WHAT TO DO :: An exact copy of all the entries is what is needed here.

INPUT DATA ::
----

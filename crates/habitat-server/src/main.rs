mod config;
mod scheduler;

use std::sync::Arc;

use tower_http::cors::CorsLayer;
use tower_http::trace::TraceLayer;
use tracing::info;

use habitat_api::auth::{AppState, AppStateInner};
use habitat_core::SchedulerConfig;

use crate::config::Config;

#[tokio::main]
async fn main() -> anyhow::Result<()> {
    // Load .env if present
    let _ = dotenvy::dotenv();

    // Init logging
    tracing_subscriber::fmt()
        .with_env_filter(
            tracing_subscriber::EnvFilter::try_from_default_env()
                .unwrap_or_else(|_| "habitat=debug,habitat_api=debug,habitat_core=debug,habitat_db=info,tower_http=debug".into()),
        )
        .init();

    let config = Config::from_env()?;

    // Init database
    let db = habitat_db::Database::open(&config.db_path)?;

    let state: AppState = Arc::new(AppStateInner {
        db,
        jwt_secret: config.jwt_secret.clone(),
        cron_secret: config.cron_secret.clone(),
        scheduler: SchedulerConfig {
            day_zone: config.server_tz,
        },
    });

    if config.cron_secret.is_none() {
        info!("HABITAT_CRON_SECRET not set; /notifications/schedule is unauthenticated");
    }

    if config.scheduler_interval_secs > 0 {
        tokio::spawn(scheduler::run_scheduler_loop(
            state.clone(),
            config.scheduler_interval_secs,
        ));
        info!(
            "Reminder scheduler running every {}s (server day in {})",
            config.scheduler_interval_secs,
            config.server_tz.name()
        );
    }

    let app = habitat_api::router(state)
        .layer(CorsLayer::permissive())
        .layer(TraceLayer::new_for_http());

    info!("Habitat server listening on {}", config.addr);

    let listener = tokio::net::TcpListener::bind(config.addr).await?;
    axum::serve(listener, app)
        .with_graceful_shutdown(shutdown_signal())
        .await?;

    Ok(())
}

async fn shutdown_signal() {
    let ctrl_c = tokio::signal::ctrl_c();
    #[cfg(unix)]
    {
        match tokio::signal::unix::signal(tokio::signal::unix::SignalKind::terminate()) {
            Ok(mut sigterm) => {
                tokio::select! {
                    _ = ctrl_c => info!("Received Ctrl+C, shutting down..."),
                    _ = sigterm.recv() => info!("Received SIGTERM, shutting down..."),
                }
            }
            Err(e) => {
                tracing::warn!("Failed to install SIGTERM handler: {}", e);
                ctrl_c.await.ok();
                info!("Received Ctrl+C, shutting down...");
            }
        }
    }
    #[cfg(not(unix))]
    {
        ctrl_c.await.ok();
        info!("Received Ctrl+C, shutting down...");
    }
}
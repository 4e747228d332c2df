use std::collections::HashMap;

use chrono::{DateTime, Utc};
use tracing::debug;

use habitat_core::activity::week_start;
use habitat_core::{HabitCandidate, NotificationScheduler, SchedulerConfig};
use habitat_db::Database;
use habitat_types::models::CompletionLog;

/// Load every notifiable habit (of `user_id`, or of all users) with its
/// reminder and this ISO week's logs, then run one scheduler pass.
///
/// Returns the ids of habits a reminder was created for.
pub fn run_schedule(
    db: &Database,
    config: SchedulerConfig,
    user_id: Option<&str>,
    now: DateTime<Utc>,
) -> anyhow::Result<Vec<String>> {
    let today = config.day_of(now);
    let habits = db.list_notifiable_habits(user_id)?;
    if habits.is_empty() {
        return Ok(vec![]);
    }

    let ids: Vec<String> = habits.iter().map(|h| h.id.clone()).collect();
    let mut reminders = db.get_reminders(&ids)?;
    let mut logs: HashMap<String, Vec<CompletionLog>> = HashMap::new();
    for log in db.logs_between(&ids, week_start(today), today)? {
        logs.entry(log.habit_id.clone()).or_default().push(log);
    }

    let candidates: Vec<HabitCandidate> = habits
        .into_iter()
        .map(|habit| HabitCandidate {
            reminder: reminders.remove(&habit.id),
            logs: logs.remove(&habit.id).unwrap_or_default(),
            habit,
        })
        .collect();

    debug!(count = candidates.len(), "Evaluating reminder candidates");
    let scheduler = NotificationScheduler::new(db, config);
    Ok(scheduler.tick(user_id, &candidates, now))
}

----

SOLUTION TO THE PROBLEM ::
filename crates/habitat-server/src/main.rs
mod config;
mod scheduler;

use std::sync::Arc;

use tower_http::cors::CorsLayer;
use tower_http::trace::TraceLayer;
use tracing::info;

use habitat_api::auth::{AppState, AppStateInner};
use habitat_core::SchedulerConfig;

use crate::config::Config;

#[tokio::main]
async fn main() -> anyhow::Result<()> {
    // Load .env if present
    let _ = dotenvy::dotenv();

    // Init logging
    tracing_subscriber::fmt()
        .with_env_filter(
            tracing_subscriber::EnvFilter::try_from_default_env()
                .unwrap_or_else(|_| "habitat=debug,habitat_api=debug,habitat_core=debug,habitat_db=info,tower_http=debug".into()),
        )
        .init();

    let config = Config::from_env()?;

    // Init database
    let db = habitat_db::Database::open(&config.db_path)?;

    let state: AppState = Arc::new(AppStateInner {
        db,
        jwt_secret: config.jwt_secret.clone(),
        cron_secret: config.cron_secret.clone(),
        scheduler: SchedulerConfig {
            day_zone: config.server_tz,
        },
    });

    if config.cron_secret.is_none() {
        info!("HABITAT_CRON_SECRET not set; /notifications/schedule is unauthenticated");
    }

    if config.scheduler_interval_secs > 0 {
        tokio::spawn(scheduler::run_scheduler_loop(
            state.clone(),
            config.scheduler_interval_secs,
        ));
        info!(
            "Reminder scheduler running every {}s (server day in {})",
            config.scheduler_interval_secs,
            config.server_tz.name()
        );
    }

    let app = habitat_api::router(state)
        .layer(CorsLayer::permissive())
        .layer(TraceLayer::new_for_http());

    info!("Habitat server listening on {}", config.addr);

    let listener = tokio::net::TcpListener::bind(config.addr).await?;
    axum::serve(listener, app)
        .with_graceful_shutdown(shutdown_signal())
        .await?;

    Ok(())
}

async fn shutdown_signal() {
    let ctrl_c = tokio::signal::ctrl_c();
    #[cfg(unix)]
    {
        match tokio::signal::unix::signal(tokio::signal::unix::SignalKind::terminate()) {
            Ok(mut sigterm) => {
                tokio::select! {
                    _ = ctrl_c => info!("Received Ctrl+C, shutting down..."),
                    _ = sigterm.recv() => info!("Received SIGTERM, shutting down..."),
                }
            }
            Err(e) => {
                tracing::warn!("Failed to install SIGTERM handler: {}", e);
                ctrl_c.await.ok();
                info!("Received Ctrl+C, shutting down...");
            }
        }
    }
    #[cfg(not(unix))]
    {
        ctrl_c.await.ok();
        info!("Received Ctrl+C, shutting down...");
    }
}
repository 4e747228d332c2df
use std::collections::HashMap;

use chrono::{DateTime, Utc};
use tracing::debug;

use habitat_core::activity::week_start;
use habitat_core::{HabitCandidate, NotificationScheduler, SchedulerConfig};
use habitat_db::Database;
use habitat_types::models::CompletionLog;

/// Load every notifiable habit (of `user_id`, or of all users) with its
/// reminder and this ISO week's logs, then run one scheduler pass.
///
/// Returns the ids of habits a reminder was created for.
pub fn run_schedule(
    db: &Database,
    config: SchedulerConfig,
    user_id: Option<&str>,
    now: DateTime<Utc>,
) -> anyhow::Result<Vec<String>> {
    let today = config.day_of(now);
    let habits = db.list_notifiable_habits(user_id)?;
    if habits.is_empty() {
        return Ok(vec![]);
    }

    let ids: Vec<String> = habits.iter().map(|h| h.id.clone()).collect();
    let mut reminders = db.get_reminders(&ids)?;
    let mut logs: HashMap<String, Vec<CompletionLog>> = HashMap::new();
    for log in db.logs_between(&ids, week_start(today), today)? {
        logs.entry(log.habit_id.clone()).or_default().push(log);
    }

    let candidates: Vec<HabitCandidate> = habits
        .into_iter()
        .map(|habit| HabitCandidate {
            reminder: reminders.remove(&habit.id),
            logs: logs.remove(&habit.id).unwrap_or_default(),
            habit,
        })
        .collect();

    debug!(count = candidates.len(), "Evaluating reminder candidates");
    let scheduler = NotificationScheduler::new(db, config);
    Ok(scheduler.tick(user_id, &candidates, now))
}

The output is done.